MONTEVIDÉU (Reuters) - O presidente uruguaio, Tabaré Vázquez, anunciou sua renúncia ao Partido Socialista (PS) após ser criticado por ter vetado uma lei que descriminaliza o aborto, disse nesta quinta-feira uma fonte do partido. A renúncia, apresentada há alguns dias a um grupo que integra o partido de esquerda do governo, ocorreu logo após um congresso do Partido Socialista rejeitar o veto de Vázquez e decidir apresentar um novo projeto de lei para descriminalizar o aborto.

"O comunicado (da renúncia) tem alguns dias.
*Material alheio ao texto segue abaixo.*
//! Login flows. A successful login stores the session credential on the client.

use reqwest::Method;
use serde::{Deserialize, Serialize};

use crate::{ApiClient, ApiError, billing::User, client::read_json};

#[derive(Debug, Clone, PartialEq, Eq, Serialize, Deserialize)]
pub struct Session {
    #[serde(alias = "access_token")]
    pub token: String,
    #[serde(default)]
    pub user: Option<User>,
}

/// Message the wallet must sign to prove ownership.
#[derive(Debug, Clone, PartialEq, Eq, Deserialize)]
pub struct WalletChallenge {
    #[serde(alias = "message")]
    pub challenge: String,
    #[serde(default)]
    pub nonce: Option<String>,
}

#[derive(Serialize)]
struct EmailLogin<'a> {
    email: &'a str,
    password: &'a str,
}

#[derive(Serialize)]
struct WalletLogin<'a> {
    address: &'a str,
    signature: &'a str,
    #[serde(skip_serializing_if = "Option::is_none")]
    nonce: Option<&'a str>,
}

impl ApiClient {
    /// # Errors
    /// Returns error if the credentials are rejected.
    pub async fn login(&self, email: &str, password: &str) -> Result<Session, ApiError> {
        let builder = self
            .anonymous(Method::POST, "/auth/login")?
            .json(&EmailLogin { email, password });
        let session: Session = read_json(builder.send().await?).await?;
        self.credential().set(session.token.clone());
        tracing::info!("Logged in");
        Ok(session)
    }

    /// # Errors
    /// Returns error if the request fails or is rejected.
    pub async fn wallet_challenge(&self, address: &str) -> Result<WalletChallenge, ApiError> {
        let builder = self
            .anonymous(Method::POST, "/auth/wallet/challenge")?
            .json(&serde_json::json!({ "address": address }));
        read_json(builder.send().await?).await
    }

    /// Complete a wallet login with a signature over the challenge.
    ///
    /// # Errors
    /// Returns error if the signature is rejected.
    pub async fn wallet_login(
        &self,
        address: &str,
        signature: &str,
        challenge: &WalletChallenge,
    ) -> Result<Session, ApiError> {
        let builder = self
            .anonymous(Method::POST, "/auth/wallet/login")?
            .json(&WalletLogin {
                address,
                signature,
                nonce: challenge.nonce.as_deref(),
            });
        let session: Session = read_json(builder.send().await?).await?;
        self.credential().set(session.token.clone());
        tracing::info!(address, "Logged in with wallet");
        Ok(session)
    }

    /// Forget the session credential.
    pub fn logout(&self) {
        self.credential().clear();
    }
}
enum Wake {
    Control(Option<Control>),
    Issued(Result<AccessToken, IssueError>),
    Connected(Result<BoxConnection, TransportError>),
    Frame(Option<Result<Frame, TransportError>>),
    RetryDue,
}

enum Step {
    Event(SessionEvent),
    Idle,
    Stop,
}

/// Drives one activation: owns the session reducer, the socket and the timer.
struct Worker {
    config: Arc<StreamConfig>,
    issuer: Arc<dyn TokenIssuer>,
    connector: Arc<dyn Connector>,
    handler: mpsc::UnboundedSender<StreamMessage>,
    status: Arc<watch::Sender<StreamStatus>>,
    control: mpsc::UnboundedReceiver<Control>,
    epoch: u64,
    session: StreamSession,
    token: Option<AccessToken>,
    conn: Option<BoxConnection>,
    /// Token request in flight; survives control messages.
    issuing: Option<BoxFuture<'static, Result<AccessToken, IssueError>>>,
    /// Handshake in flight.
    opening: Option<BoxFuture<'static, Result<BoxConnection, TransportError>>>,
    retry_at: Option<Instant>,
    last_error: Option<String>,
}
É uma decisão dolorosa, tanto para o presidente quanto para nós, e faremos todos os esforços para que ele desista dessa renúncia", disse à uma rádio local a senadora socialista Mônica Xavier.
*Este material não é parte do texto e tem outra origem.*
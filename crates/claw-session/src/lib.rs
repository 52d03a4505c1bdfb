//! Page-level composition for the claw console.
//!
//! Provides:
//! - [`ResourcePoller`]: periodic list refresh with a valid selection
//! - [`LogPanel`], [`ShellPanel`], [`ChatPanel`]: live views of one resource
//! - [`AgentConsole`]: tabs over those panels, following the selection

pub mod chat;
pub mod console;
pub mod log_panel;
pub mod poller;
pub mod shell;

pub use chat::ChatPanel;
pub use console::{AgentConsole, ConsoleIssuers, Tab};
pub use log_panel::LogPanel;
pub use poller::{MIN_POLL_PERIOD, ResourcePoller, Snapshot};
pub use shell::ShellPanel;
Vázquez, um médico oncologista integrante do PS desde a década de 1980, formalizou seu veto à lei de descriminalização do aborto alegando que a prática é um atentado contra vida e a liberdade de consciência.
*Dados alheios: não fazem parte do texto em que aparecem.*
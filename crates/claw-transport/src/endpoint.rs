//! Endpoint templates: turning a target plus token into a connect request.

use claw_core::{AccessToken, ClientConfig, StreamTarget, token_cookie_name};
use url::Url;

use crate::connection::{ConnectTarget, TransportError};

/// Where the access token goes on the handshake.
#[derive(Debug, Clone, PartialEq, Eq)]
pub enum TokenPlacement {
    /// Query parameter, e.g. `ws_token`.
    Query(String),
    /// Cookie named after the target host (`{first-label}-token`).
    Cookie,
}

/// URL template with `{id}` and `{hostname}` placeholders.
///
/// A `ws_url` supplied with the token wins over the template.
#[derive(Debug, Clone, PartialEq, Eq)]
pub struct EndpointTemplate {
    template: String,
    placement: TokenPlacement,
    extra_query: Vec<(String, String)>,
}

impl EndpointTemplate {
    #[must_use]
    pub fn new(template: impl Into<String>, placement: TokenPlacement) -> Self {
        Self {
            template: template.into(),
            placement,
            extra_query: Vec::new(),
        }
    }

    #[must_use]
    pub fn with_query(mut self, key: impl Into<String>, value: impl Into<String>) -> Self {
        self.extra_query.push((key.into(), value.into()));
        self
    }

    /// Agent log stream: `{ws_base}/agents/{id}/logs/ws?ws_token=..&tail_lines=..`.
    #[must_use]
    pub fn log_stream(config: &ClientConfig) -> Self {
        Self::resource_logs(config, "agents")
    }

    /// Job log stream: `{ws_base}/jobs/{id}/logs/ws`, same query as agents.
    #[must_use]
    pub fn job_log_stream(config: &ClientConfig) -> Self {
        Self::resource_logs(config, "jobs")
    }

    fn resource_logs(config: &ClientConfig, collection: &str) -> Self {
        let base = config.ws_base();
        let template = format!(
            "{}/{collection}/{{id}}/logs/ws",
            base.as_str().trim_end_matches('/')
        );
        let mut endpoint = Self::new(template, TokenPlacement::Query("ws_token".to_owned()));
        if let Some(container) = &config.log_container {
            endpoint = endpoint.with_query("container", container.clone());
        }
        endpoint.with_query("tail_lines", config.log_tail_lines.to_string())
    }

    /// Terminal stream on the resource's shell subdomain, cookie authenticated.
    #[must_use]
    pub fn shell() -> Self {
        Self::new("wss://shell-{hostname}/shell", TokenPlacement::Cookie)
    }

    /// Gateway event bus on the resource's own host.
    #[must_use]
    pub fn gateway() -> Self {
        Self::new(
            "wss://{hostname}/gateway",
            TokenPlacement::Query("token".to_owned()),
        )
    }

    #[must_use]
    pub const fn placement(&self) -> &TokenPlacement {
        &self.placement
    }

    /// Resolve into a concrete connect request.
    ///
    /// # Errors
    /// Returns error if the template needs a hostname the target lacks, or
    /// the resulting URL does not parse as a WebSocket URL.
    pub fn resolve(
        &self,
        target: &StreamTarget,
        token: &AccessToken,
    ) -> Result<ConnectTarget, TransportError> {
        let raw = match &token.ws_url {
            Some(url) => url.clone(),
            None => self.expand(target)?,
        };
        let mut url = Url::parse(&raw)
            .map_err(|e| TransportError::InvalidEndpoint(format!("{raw}: {e}")))?;
        to_ws_scheme(&mut url)?;

        let mut cookies = Vec::new();
        match &self.placement {
            TokenPlacement::Query(param) => set_query_if_absent(&mut url, param, &token.token),
            TokenPlacement::Cookie => {
                let host = url
                    .host_str()
                    .ok_or_else(|| TransportError::InvalidEndpoint(format!("{url}: no host")))?;
                cookies.push((token_cookie_name(host), token.token.clone()));
            }
        }
        for (key, value) in &self.extra_query {
            set_query_if_absent(&mut url, key, value);
        }

        Ok(ConnectTarget { url, cookies })
    }

    fn expand(&self, target: &StreamTarget) -> Result<String, TransportError> {
        let mut out = self
            .template
            .replace("{id}", &urlencoding::encode(&target.id));
        if out.contains("{hostname}") {
            let host = target.hostname.as_deref().ok_or_else(|| {
                TransportError::InvalidEndpoint(format!("{} has no hostname", target.id))
            })?;
            out = out.replace("{hostname}", host);
        }
        Ok(out)
    }
}

fn to_ws_scheme(url: &mut Url) -> Result<(), TransportError> {
    let scheme = match url.scheme() {
        "ws" | "wss" => return Ok(()),
        "http" => "ws",
        "https" => "wss",
        other => {
            return Err(TransportError::InvalidEndpoint(format!(
                "unsupported scheme {other}"
            )));
        }
    };
    url.set_scheme(scheme)
        .map_err(|()| TransportError::InvalidEndpoint(url.to_string()))
}

fn set_query_if_absent(url: &mut Url, key: &str, value: &str) {
    if url.query_pairs().any(|(k, _)| k == key) {
        return;
    }
    url.query_pairs_mut().append_pair(key, value);
}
A lei havia sido aprovada no Congresso com os votos da esquerda, apesar de o presidente já ter alertado que a vetaria.

A Assembléia Geral do Congresso tentou anular o veto do presidente, mas não conseguiu os votos suficientes, uma vez que os parlamentares dos partidos de centro direita da oposição apoiaram o veto de Vázquez.